Work to complete: Filter the records below, keeping only lines with the string "Duration".

Saved entries
*-*-*
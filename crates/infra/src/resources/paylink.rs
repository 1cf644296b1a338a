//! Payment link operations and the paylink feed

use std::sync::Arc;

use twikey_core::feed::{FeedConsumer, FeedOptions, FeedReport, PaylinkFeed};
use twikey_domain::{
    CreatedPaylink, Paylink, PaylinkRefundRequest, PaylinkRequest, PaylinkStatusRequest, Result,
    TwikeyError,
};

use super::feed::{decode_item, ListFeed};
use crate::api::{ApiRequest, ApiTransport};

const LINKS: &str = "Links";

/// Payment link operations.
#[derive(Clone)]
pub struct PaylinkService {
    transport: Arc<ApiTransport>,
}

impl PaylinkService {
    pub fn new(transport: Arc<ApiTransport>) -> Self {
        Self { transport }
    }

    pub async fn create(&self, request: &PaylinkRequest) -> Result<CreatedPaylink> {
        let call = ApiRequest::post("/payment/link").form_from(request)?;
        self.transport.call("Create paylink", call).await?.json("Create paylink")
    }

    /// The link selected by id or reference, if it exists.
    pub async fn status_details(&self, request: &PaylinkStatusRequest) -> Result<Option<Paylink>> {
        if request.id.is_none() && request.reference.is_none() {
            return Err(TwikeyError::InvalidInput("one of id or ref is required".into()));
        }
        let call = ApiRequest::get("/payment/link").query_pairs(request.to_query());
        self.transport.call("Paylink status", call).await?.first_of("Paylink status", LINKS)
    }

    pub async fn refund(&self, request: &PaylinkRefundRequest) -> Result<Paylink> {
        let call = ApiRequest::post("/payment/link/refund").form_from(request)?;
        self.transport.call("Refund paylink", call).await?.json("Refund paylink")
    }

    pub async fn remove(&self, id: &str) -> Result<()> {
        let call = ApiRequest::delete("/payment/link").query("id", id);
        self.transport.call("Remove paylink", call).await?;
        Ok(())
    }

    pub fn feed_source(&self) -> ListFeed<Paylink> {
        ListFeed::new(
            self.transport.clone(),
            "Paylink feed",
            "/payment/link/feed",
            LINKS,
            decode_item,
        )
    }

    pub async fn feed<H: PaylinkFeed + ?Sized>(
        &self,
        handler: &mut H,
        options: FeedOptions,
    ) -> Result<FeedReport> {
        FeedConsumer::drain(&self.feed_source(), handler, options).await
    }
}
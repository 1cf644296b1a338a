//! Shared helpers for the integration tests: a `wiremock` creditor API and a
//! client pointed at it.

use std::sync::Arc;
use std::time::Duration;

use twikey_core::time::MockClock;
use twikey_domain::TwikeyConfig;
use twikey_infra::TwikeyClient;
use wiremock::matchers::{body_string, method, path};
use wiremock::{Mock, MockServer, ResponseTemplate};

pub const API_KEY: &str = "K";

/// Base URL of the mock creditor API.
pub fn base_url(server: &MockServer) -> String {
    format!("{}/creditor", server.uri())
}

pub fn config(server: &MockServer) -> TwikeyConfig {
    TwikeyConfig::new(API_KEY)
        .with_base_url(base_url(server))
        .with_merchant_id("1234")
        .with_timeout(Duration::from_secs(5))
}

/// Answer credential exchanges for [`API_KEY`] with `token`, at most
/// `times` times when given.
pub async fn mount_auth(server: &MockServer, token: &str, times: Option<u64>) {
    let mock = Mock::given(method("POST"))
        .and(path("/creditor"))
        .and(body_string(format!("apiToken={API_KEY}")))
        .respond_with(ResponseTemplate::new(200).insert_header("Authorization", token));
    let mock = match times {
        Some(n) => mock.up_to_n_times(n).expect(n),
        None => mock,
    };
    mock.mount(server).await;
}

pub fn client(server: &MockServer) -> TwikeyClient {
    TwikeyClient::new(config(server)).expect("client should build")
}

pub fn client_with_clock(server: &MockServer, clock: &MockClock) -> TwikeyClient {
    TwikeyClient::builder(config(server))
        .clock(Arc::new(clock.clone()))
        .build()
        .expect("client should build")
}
*-*-*
Task output:
use std::time::Duration;
        .with_timeout(Duration::from_secs(5))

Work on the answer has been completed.